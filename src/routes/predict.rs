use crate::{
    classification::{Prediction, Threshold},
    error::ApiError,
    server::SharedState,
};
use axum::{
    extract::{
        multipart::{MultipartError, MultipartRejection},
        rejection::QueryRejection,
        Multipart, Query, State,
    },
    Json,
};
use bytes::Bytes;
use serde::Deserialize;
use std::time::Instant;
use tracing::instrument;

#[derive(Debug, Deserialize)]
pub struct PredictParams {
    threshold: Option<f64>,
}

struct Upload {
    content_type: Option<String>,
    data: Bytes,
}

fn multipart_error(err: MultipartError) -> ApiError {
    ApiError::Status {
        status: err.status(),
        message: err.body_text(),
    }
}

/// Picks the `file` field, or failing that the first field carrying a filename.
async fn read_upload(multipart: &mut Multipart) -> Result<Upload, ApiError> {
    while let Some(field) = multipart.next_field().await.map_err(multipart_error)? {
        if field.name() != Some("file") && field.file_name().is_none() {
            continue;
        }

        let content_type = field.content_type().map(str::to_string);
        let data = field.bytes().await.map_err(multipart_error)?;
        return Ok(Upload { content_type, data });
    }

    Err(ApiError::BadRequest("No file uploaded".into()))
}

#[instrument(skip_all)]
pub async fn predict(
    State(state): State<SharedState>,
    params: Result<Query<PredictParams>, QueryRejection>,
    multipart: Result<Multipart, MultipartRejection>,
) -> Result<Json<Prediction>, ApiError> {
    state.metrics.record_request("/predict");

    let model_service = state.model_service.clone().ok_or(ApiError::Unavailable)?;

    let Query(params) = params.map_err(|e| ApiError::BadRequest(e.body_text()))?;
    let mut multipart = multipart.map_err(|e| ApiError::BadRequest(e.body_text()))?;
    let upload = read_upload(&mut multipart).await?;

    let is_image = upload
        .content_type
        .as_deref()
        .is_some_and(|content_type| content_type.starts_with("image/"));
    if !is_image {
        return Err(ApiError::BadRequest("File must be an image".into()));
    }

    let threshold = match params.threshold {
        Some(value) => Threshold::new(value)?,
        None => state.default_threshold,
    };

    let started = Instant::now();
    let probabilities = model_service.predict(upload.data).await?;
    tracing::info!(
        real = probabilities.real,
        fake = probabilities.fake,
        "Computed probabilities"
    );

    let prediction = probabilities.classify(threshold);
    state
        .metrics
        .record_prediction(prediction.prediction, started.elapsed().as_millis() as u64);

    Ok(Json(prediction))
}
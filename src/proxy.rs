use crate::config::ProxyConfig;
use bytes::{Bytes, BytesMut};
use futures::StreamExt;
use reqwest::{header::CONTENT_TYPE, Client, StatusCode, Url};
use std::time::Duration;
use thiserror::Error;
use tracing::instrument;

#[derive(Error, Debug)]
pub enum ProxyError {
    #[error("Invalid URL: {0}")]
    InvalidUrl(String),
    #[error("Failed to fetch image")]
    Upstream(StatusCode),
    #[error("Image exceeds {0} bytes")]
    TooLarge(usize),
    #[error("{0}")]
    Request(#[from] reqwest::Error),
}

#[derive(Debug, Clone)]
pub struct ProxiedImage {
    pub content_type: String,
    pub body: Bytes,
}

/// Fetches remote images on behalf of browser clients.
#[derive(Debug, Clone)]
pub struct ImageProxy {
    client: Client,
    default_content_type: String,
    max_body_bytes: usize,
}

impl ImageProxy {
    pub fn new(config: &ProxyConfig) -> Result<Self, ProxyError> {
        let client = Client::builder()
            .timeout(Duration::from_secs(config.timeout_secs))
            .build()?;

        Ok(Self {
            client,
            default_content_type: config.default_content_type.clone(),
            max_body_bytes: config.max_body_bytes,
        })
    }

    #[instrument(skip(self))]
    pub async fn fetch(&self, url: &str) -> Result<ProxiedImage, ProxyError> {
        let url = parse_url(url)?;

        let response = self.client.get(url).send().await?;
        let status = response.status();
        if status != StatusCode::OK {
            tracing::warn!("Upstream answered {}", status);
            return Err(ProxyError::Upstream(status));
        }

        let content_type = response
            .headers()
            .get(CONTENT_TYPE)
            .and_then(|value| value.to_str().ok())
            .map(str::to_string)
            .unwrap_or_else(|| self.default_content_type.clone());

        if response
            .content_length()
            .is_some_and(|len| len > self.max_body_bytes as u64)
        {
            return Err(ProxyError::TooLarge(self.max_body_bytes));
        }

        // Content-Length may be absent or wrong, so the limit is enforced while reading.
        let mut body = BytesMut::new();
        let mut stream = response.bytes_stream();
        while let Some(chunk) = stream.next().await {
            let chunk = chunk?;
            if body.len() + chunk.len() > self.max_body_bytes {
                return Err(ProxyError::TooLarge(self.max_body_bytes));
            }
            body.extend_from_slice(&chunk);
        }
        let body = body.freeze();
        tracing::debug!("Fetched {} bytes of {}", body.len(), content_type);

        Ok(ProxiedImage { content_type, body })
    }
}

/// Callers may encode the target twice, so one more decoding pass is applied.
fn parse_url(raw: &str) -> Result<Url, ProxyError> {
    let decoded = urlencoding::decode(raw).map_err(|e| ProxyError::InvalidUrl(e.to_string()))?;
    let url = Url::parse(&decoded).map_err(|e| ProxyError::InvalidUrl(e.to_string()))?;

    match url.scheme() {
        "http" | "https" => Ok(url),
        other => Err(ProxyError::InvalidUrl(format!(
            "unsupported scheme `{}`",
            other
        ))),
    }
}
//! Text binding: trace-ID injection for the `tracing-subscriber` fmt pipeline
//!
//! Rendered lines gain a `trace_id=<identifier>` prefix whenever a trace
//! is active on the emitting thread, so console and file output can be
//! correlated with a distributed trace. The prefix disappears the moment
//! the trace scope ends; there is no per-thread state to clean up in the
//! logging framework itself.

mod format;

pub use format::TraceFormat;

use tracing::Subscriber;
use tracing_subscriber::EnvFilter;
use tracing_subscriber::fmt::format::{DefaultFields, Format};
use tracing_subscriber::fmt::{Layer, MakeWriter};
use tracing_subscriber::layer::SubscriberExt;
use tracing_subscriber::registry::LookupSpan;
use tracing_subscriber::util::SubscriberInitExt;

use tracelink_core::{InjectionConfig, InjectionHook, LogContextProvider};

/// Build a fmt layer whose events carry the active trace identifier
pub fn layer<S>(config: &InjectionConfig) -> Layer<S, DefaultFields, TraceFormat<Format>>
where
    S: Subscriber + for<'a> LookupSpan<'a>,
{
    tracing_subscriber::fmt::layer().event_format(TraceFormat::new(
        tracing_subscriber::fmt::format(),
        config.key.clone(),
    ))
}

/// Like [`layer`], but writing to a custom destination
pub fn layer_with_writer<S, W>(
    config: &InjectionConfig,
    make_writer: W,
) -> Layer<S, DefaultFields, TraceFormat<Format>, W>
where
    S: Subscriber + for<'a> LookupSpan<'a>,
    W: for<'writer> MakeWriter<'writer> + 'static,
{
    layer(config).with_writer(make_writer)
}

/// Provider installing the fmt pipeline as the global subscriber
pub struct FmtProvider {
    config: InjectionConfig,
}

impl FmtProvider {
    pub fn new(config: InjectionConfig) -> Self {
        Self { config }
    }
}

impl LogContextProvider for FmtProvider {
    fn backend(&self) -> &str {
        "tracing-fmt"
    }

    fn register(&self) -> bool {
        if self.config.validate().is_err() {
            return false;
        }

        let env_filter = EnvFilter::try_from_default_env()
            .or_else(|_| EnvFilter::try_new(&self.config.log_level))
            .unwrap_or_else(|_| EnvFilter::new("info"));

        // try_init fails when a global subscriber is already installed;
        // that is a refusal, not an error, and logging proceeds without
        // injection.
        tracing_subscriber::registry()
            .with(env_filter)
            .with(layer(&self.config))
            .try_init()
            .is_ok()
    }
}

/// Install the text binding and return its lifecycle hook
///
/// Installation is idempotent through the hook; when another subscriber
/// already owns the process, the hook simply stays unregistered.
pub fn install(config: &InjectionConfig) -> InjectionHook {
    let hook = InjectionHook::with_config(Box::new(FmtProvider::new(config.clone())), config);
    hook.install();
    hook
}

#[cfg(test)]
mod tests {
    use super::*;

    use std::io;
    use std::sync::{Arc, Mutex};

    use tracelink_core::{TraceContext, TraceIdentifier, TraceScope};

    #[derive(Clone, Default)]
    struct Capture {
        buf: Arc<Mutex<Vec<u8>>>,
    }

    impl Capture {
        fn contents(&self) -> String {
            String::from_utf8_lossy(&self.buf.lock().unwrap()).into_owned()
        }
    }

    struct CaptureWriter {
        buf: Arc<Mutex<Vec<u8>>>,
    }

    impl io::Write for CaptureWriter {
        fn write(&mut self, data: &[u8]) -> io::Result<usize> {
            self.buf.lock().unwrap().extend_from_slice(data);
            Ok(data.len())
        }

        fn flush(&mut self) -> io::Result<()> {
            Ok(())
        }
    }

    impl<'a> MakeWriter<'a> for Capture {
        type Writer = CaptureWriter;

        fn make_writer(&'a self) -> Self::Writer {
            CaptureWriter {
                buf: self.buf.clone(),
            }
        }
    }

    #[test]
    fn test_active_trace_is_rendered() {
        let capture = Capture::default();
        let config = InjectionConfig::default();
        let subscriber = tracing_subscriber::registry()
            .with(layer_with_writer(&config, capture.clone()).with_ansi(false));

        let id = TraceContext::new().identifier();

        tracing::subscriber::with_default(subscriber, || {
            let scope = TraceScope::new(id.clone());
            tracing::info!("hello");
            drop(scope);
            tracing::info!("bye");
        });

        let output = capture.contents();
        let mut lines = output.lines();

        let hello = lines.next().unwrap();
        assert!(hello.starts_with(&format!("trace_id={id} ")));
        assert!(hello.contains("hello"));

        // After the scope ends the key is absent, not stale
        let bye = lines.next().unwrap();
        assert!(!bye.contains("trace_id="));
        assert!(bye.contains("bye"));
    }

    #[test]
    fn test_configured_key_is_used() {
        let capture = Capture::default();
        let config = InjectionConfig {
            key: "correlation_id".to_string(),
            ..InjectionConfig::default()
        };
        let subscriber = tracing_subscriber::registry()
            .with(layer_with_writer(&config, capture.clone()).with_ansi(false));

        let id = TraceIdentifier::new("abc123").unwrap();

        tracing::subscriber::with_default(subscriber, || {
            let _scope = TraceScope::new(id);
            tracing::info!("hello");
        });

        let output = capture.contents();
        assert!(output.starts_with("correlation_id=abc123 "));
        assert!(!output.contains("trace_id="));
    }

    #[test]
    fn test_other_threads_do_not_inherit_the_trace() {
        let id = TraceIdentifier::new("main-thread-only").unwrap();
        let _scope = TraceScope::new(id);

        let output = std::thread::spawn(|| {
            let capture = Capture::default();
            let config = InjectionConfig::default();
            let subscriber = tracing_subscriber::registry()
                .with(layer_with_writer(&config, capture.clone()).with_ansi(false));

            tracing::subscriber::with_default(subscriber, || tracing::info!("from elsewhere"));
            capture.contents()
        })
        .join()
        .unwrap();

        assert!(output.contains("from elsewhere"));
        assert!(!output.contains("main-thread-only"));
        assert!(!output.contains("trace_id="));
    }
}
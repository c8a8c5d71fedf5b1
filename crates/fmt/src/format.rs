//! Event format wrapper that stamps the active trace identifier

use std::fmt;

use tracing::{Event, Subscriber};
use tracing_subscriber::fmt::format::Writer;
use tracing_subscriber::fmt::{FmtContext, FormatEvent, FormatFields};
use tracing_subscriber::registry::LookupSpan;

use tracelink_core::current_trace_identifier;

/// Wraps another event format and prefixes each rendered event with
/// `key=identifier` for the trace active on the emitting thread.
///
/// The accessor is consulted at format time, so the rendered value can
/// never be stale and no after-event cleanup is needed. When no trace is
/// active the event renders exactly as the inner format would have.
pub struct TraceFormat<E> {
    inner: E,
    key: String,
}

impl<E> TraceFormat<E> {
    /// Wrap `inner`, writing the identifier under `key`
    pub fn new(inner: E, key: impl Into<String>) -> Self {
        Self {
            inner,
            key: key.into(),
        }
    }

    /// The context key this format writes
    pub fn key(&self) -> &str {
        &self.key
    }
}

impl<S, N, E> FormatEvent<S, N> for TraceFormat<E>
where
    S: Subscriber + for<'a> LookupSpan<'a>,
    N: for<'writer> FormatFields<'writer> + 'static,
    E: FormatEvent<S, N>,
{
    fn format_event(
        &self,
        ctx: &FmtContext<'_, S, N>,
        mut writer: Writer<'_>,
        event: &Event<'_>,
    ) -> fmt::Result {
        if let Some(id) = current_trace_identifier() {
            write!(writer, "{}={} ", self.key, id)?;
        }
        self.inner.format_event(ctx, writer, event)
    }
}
------------------------------------------------------------------------
## EXERCISE INSTRUCTIONS
From the listing above, copy out each line where the word "EnvFilter" appears.

## ANSWER SPACE
use tracing_subscriber::EnvFilter;
        let env_filter = EnvFilter::try_from_default_env()
            .or_else(|_| EnvFilter::try_new(&self.config.log_level))
            .unwrap_or_else(|_| EnvFilter::new("info"));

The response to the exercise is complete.